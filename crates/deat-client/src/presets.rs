//! Static preset payload catalog.
//!
//! Maps `(module, variant)` to the default payload used to pre-fill the
//! editable input. Purely a front-end convenience — the core never
//! inspects these values, and the variant is not sent to the service.

use deat_core::{Module, Variant};
use serde_json::{Value, json};

/// Default payload for a module/variant pair.
#[must_use]
pub fn preset(module: Module, variant: Variant) -> Value {
    match (module, variant) {
        (Module::Arc, Variant::A) => json!({
            "signals": {
                "CN": {"concentration": 0.9},
                "RU": {"entropy": 0.2},
                "US": {"profit_bias": 0.4}
            },
            "adapt_delta": {"cn": 0.01, "ru": -0.01}
        }),
        (Module::Arc, Variant::B) => json!({
            "signals": {
                "CN": {"concentration": 0.5},
                "RU": {"entropy": 0.6},
                "US": {"profit_bias": 0.2}
            },
            "adapt_delta": {"cn": 0.02, "ru": 0.03}
        }),
        (Module::Cr, Variant::A) => json!({
            "signals": {
                "CN": {"concentration": 0.2},
                "RU": {"entropy": 0.9},
                "US": {"profit_bias": 0.6}
            },
            "adapt_delta": {"cn": -0.01, "ru": 0.05}
        }),
        (Module::Cr, Variant::B) => json!({
            "signals": {
                "CN": {"concentration": 0.4},
                "RU": {"entropy": 0.5},
                "US": {"profit_bias": 0.3}
            },
            "adapt_delta": {"cn": 0.0, "ru": 0.02}
        }),
        (Module::Nur, Variant::A) => json!({
            "signals": {
                "CN": {"concentration": 0.8},
                "RU": {"entropy": 0.1},
                "US": {"profit_bias": 0.5}
            },
            "adapt_delta": {"cn": 0.0, "ru": 0.0}
        }),
        (Module::Nur, Variant::B) => json!({
            "signals": {
                "CN": {"concentration": 0.3},
                "RU": {"entropy": 0.6},
                "US": {"profit_bias": 0.2}
            },
            "adapt_delta": {"cn": 0.02, "ru": 0.01}
        }),
    }
}

/// Pretty-printed preset text for the editable payload field.
#[must_use]
pub fn preset_text(module: Module, variant: Variant) -> String {
    serde_json::to_string_pretty(&preset(module, variant)).unwrap_or_default()
}

// ─────────────────────────────────────────────────────────────────────────────
// Tests
// ─────────────────────────────────────────────────────────────────────────────
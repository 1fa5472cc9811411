//! Settings type definitions.
//!
//! All types use `#[serde(rename_all = "camelCase")]` to match the JSON
//! settings-file format. Each type implements [`Default`] with production
//! default values, and `#[serde(default)]` allows partial JSON — missing
//! fields get their default during deserialization.

use serde::{Deserialize, Serialize};

/// Root settings type for the DEAT client.
///
/// Loaded from `~/.deat/settings.json` with defaults applied for missing
/// fields. Environment variables can override specific values.
///
/// # JSON Format
///
/// ```json
/// {
///   "server": { "host": "deat.example.com", "secure": true },
///   "connection": { "reconnectDelayMs": 2000 }
/// }
/// ```
#[derive(Clone, Debug, Default, Serialize, Deserialize)]
#[serde(rename_all = "camelCase", default)]
pub struct ClientSettings {
    /// Service endpoint settings.
    pub server: ServerSettings,
    /// Connection lifecycle settings.
    pub connection: ConnectionSettings,
}

/// Service endpoint settings.
#[derive(Clone, Debug, Serialize, Deserialize)]
#[serde(rename_all = "camelCase", default)]
pub struct ServerSettings {
    /// Host (and optional port) of the DEAT service.
    pub host: String,
    /// Use `wss://` instead of `ws://`.
    pub secure: bool,
}

impl Default for ServerSettings {
    fn default() -> Self {
        Self {
            host: "127.0.0.1:8000".to_string(),
            secure: false,
        }
    }
}

/// Connection lifecycle settings.
#[derive(Clone, Debug, Serialize, Deserialize)]
#[serde(rename_all = "camelCase", default)]
pub struct ConnectionSettings {
    /// Fixed delay before the automatic reconnect attempt, in ms.
    pub reconnect_delay_ms: u64,
    /// How long a connection attempt may take before it is abandoned,
    /// in ms. An abandoned dial schedules a reconnect like any other
    /// transport failure.
    pub dial_timeout_ms: u64,
    /// Include the `module` field in outgoing envelopes. Most
    /// deployments route by endpoint path and leave this off.
    pub include_module_field: bool,
    /// Capacity of the inbound frame channel.
    pub frame_buffer: usize,
}

impl Default for ConnectionSettings {
    fn default() -> Self {
        Self {
            reconnect_delay_ms: 1500,
            dial_timeout_ms: 10_000,
            include_module_field: false,
            frame_buffer: 64,
        }
    }
}

// ─────────────────────────────────────────────────────────────────────────────
// Tests
// ─────────────────────────────────────────────────────────────────────────────
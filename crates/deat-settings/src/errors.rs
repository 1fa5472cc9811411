//! Failure modes of settings loading.
//!
//! A missing settings file is not an error (defaults stand in); only an
//! unreadable or invalid file surfaces here, so the CLI can refuse to
//! start on a broken config instead of silently ignoring it.

use std::path::PathBuf;

use thiserror::Error;

/// Errors produced while loading the settings file.
#[derive(Debug, Error)]
pub enum SettingsError {
    /// The settings file exists but reading it failed.
    #[error("cannot read settings file {}: {source}", path.display())]
    Read {
        /// The file that could not be read.
        path: PathBuf,
        /// The underlying I/O failure.
        source: std::io::Error,
    },

    /// The settings file is not valid JSON for the expected schema.
    #[error("settings file is not valid: {0}")]
    Invalid(#[from] serde_json::Error),
}

/// Convenience alias for settings results.
pub type Result<T> = std::result::Result<T, SettingsError>;

// ─────────────────────────────────────────────────────────────────────────────
// Tests
// ─────────────────────────────────────────────────────────────────────────────

#[cfg(test)]
mod tests {
    use super::*;

    #[test]
    fn read_error_names_the_offending_path() {
        let err = SettingsError::Read {
            path: PathBuf::from("/home/u/.deat/settings.json"),
            source: std::io::Error::new(std::io::ErrorKind::PermissionDenied, "denied"),
        };
        let msg = err.to_string();
        assert!(msg.contains("/home/u/.deat/settings.json"));
        assert!(msg.contains("denied"));
    }

    #[test]
    fn schema_mismatch_becomes_invalid() {
        let bad = serde_json::from_str::<crate::ClientSettings>(r#"{"server": 7}"#).unwrap_err();
        let err = SettingsError::from(bad);
        assert!(err.to_string().starts_with("settings file is not valid"));
    }
}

☆ ☆ ☆ ☆ ☆ ☆ ☆

## What to work on
Go through the material above, find each line with the string "fields", and copy it.

## Finished task
//! fields get their default during deserialization.
/// fields. Environment variables can override specific values.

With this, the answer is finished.